It’s an hour before your youth league game and thunder clouds are rolling in. Weather reports indicate the storm will hit right around game time so the league has decided to postpone it.
Thanks to your CallingPost account, you can record a message and quickly send it out to all the parents of the kids on your team. No more worries about people showing up because you couldn’t contact them. Except…
As you’re packing equipment into your van, ready to head home before the rain hits, you see a car pull up. Then a few more. Two of your players jump out, ready to play. Several more people are heading to the stands. What happened?
It turns out the two players were staying with grandparents while their parents worked. The grandparents weren’t included in the CallingPost group you formed. Some of the people in the stands are relatives who also weren’t in the group.
One Little League group found a solution to that dilemma. They realized that in today’s world both parents often work away from home and depend on others to care for the kids during the day. The parents may receive the message, but not in time to call the caregivers about the change in plan. So they included all of those caregivers and relatives who had an interest in the games, which greatly increased their communication abilities.
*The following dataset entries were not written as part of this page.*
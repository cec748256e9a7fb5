use serde::Deserialize;
use std::time::Duration;

/// Main configuration for the BOM service
#[derive(Debug, Clone, Deserialize)]
pub struct Config {
    /// Service configuration
    pub service: ServiceConfig,
    /// Database configuration
    pub database: DatabaseConfig,
    /// BOM checker connection
    pub checker: CheckerConfig,
    /// API configuration
    pub api: ApiConfig,
}

/// Service-level configuration
#[derive(Debug, Clone, Deserialize)]
pub struct ServiceConfig {
    #[serde(default = "default_service_name")]
    pub name: String,
    /// Log level (trace, debug, info, warn, error)
    #[serde(default = "default_log_level")]
    pub log_level: String,
    #[serde(default = "default_metrics_port")]
    pub metrics_port: u16,
}

/// Database configuration
#[derive(Debug, Clone, Deserialize)]
pub struct DatabaseConfig {
    /// PostgreSQL connection URL
    pub url: String,
    #[serde(default = "default_max_connections")]
    pub max_connections: u32,
    #[serde(default = "default_min_connections")]
    pub min_connections: u32,
    /// Connection timeout in seconds
    #[serde(default = "default_connect_timeout_secs")]
    pub connect_timeout_secs: u64,
    /// Run migrations on startup
    #[serde(default = "default_run_migrations")]
    pub run_migrations: bool,
}

/// External BOM checker (column detection and supplier lookups)
#[derive(Debug, Clone, Deserialize)]
pub struct CheckerConfig {
    /// Base URL, e.g. http://bom-checker:5000
    pub base_url: String,
    /// Path the spreadsheet upload is forwarded to
    #[serde(default = "default_upload_path")]
    pub upload_path: String,
    /// Timeout for plain request/response calls in seconds
    #[serde(default = "default_request_timeout_secs")]
    pub request_timeout_secs: u64,
    /// Idle limit between chunks of a supplier stream in seconds
    #[serde(default = "default_stream_idle_secs")]
    pub stream_idle_secs: u64,
}

/// API configuration
#[derive(Debug, Clone, Deserialize)]
pub struct ApiConfig {
    #[serde(default = "default_api_host")]
    pub host: String,
    #[serde(default = "default_api_port")]
    pub port: u16,
    #[serde(default = "default_true")]
    pub cors_enabled: bool,
    #[serde(default)]
    pub cors_origins: Vec<String>,
    /// Largest spreadsheet accepted by /bom/upload, in MB
    #[serde(default = "default_max_upload_mb")]
    pub max_upload_mb: usize,
}

fn default_service_name() -> String {
    "bom-service".to_string()
}

fn default_log_level() -> String {
    "info".to_string()
}

fn default_metrics_port() -> u16 {
    9091
}

fn default_max_connections() -> u32 {
    10
}

fn default_min_connections() -> u32 {
    2
}

fn default_connect_timeout_secs() -> u64 {
    30
}

fn default_run_migrations() -> bool {
    true
}

fn default_upload_path() -> String {
    "/api/upload".to_string()
}

fn default_request_timeout_secs() -> u64 {
    120
}

fn default_stream_idle_secs() -> u64 {
    300
}

fn default_api_host() -> String {
    "0.0.0.0".to_string()
}

fn default_api_port() -> u16 {
    8081
}

fn default_true() -> bool {
    true
}

fn default_max_upload_mb() -> usize {
    20
}

impl Config {
    /// Load configuration from environment and config files
    pub fn load() -> anyhow::Result<Self> {
        let config = config::Config::builder()
            .set_default("service.name", "bom-service")?
            .set_default("service.log_level", "info")?
            .set_default("service.metrics_port", 9091)?
            .add_source(config::File::with_name("config/bom").required(false))
            .add_source(config::File::with_name("/etc/fabspace/bom").required(false))
            // BOM__CHECKER__BASE_URL -> checker.base_url
            .add_source(
                config::Environment::with_prefix("BOM")
                    .separator("__")
                    .try_parsing(true),
            )
            .build()?;

        config.try_deserialize().map_err(Into::into)
    }
}

impl CheckerConfig {
    pub fn request_timeout(&self) -> Duration {
        Duration::from_secs(self.request_timeout_secs)
    }

    pub fn stream_idle(&self) -> Duration {
        Duration::from_secs(self.stream_idle_secs)
    }
}

impl ApiConfig {
    pub fn max_upload_bytes(&self) -> usize {
        self.max_upload_mb * 1024 * 1024
    }
}

#[cfg(test)]
mod tests {
    use super::*;

    #[test]
    fn test_checker_defaults() {
        let checker: CheckerConfig =
            serde_json::from_value(serde_json::json!({ "base_url": "http://checker:5000" }))
                .unwrap();
        assert_eq!(checker.upload_path, "/api/upload");
        assert_eq!(checker.request_timeout(), Duration::from_secs(120));
        assert_eq!(checker.stream_idle(), Duration::from_secs(300));
    }

    #[test]
    fn test_upload_limit() {
        let api: ApiConfig = serde_json::from_value(serde_json::json!({})).unwrap();
        assert_eq!(api.port, 8081);
        assert_eq!(api.max_upload_bytes(), 20 * 1024 * 1024);
    }
}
While including all these people swelled the groups to several hundred people, and cost a few dollars more for their semi-monthly phone calls, the resulting increase in communication was worth every penny to them.
The same idea can work for church youth groups, 4-H groups or any other student groups where children may be staying somewhere other than their homes during the day, especially during summer months and school breaks. It may take a bit more effort in the beginning to include the extra caregivers, and cost a few cents more, but it’ll produce a big benefit in the long run.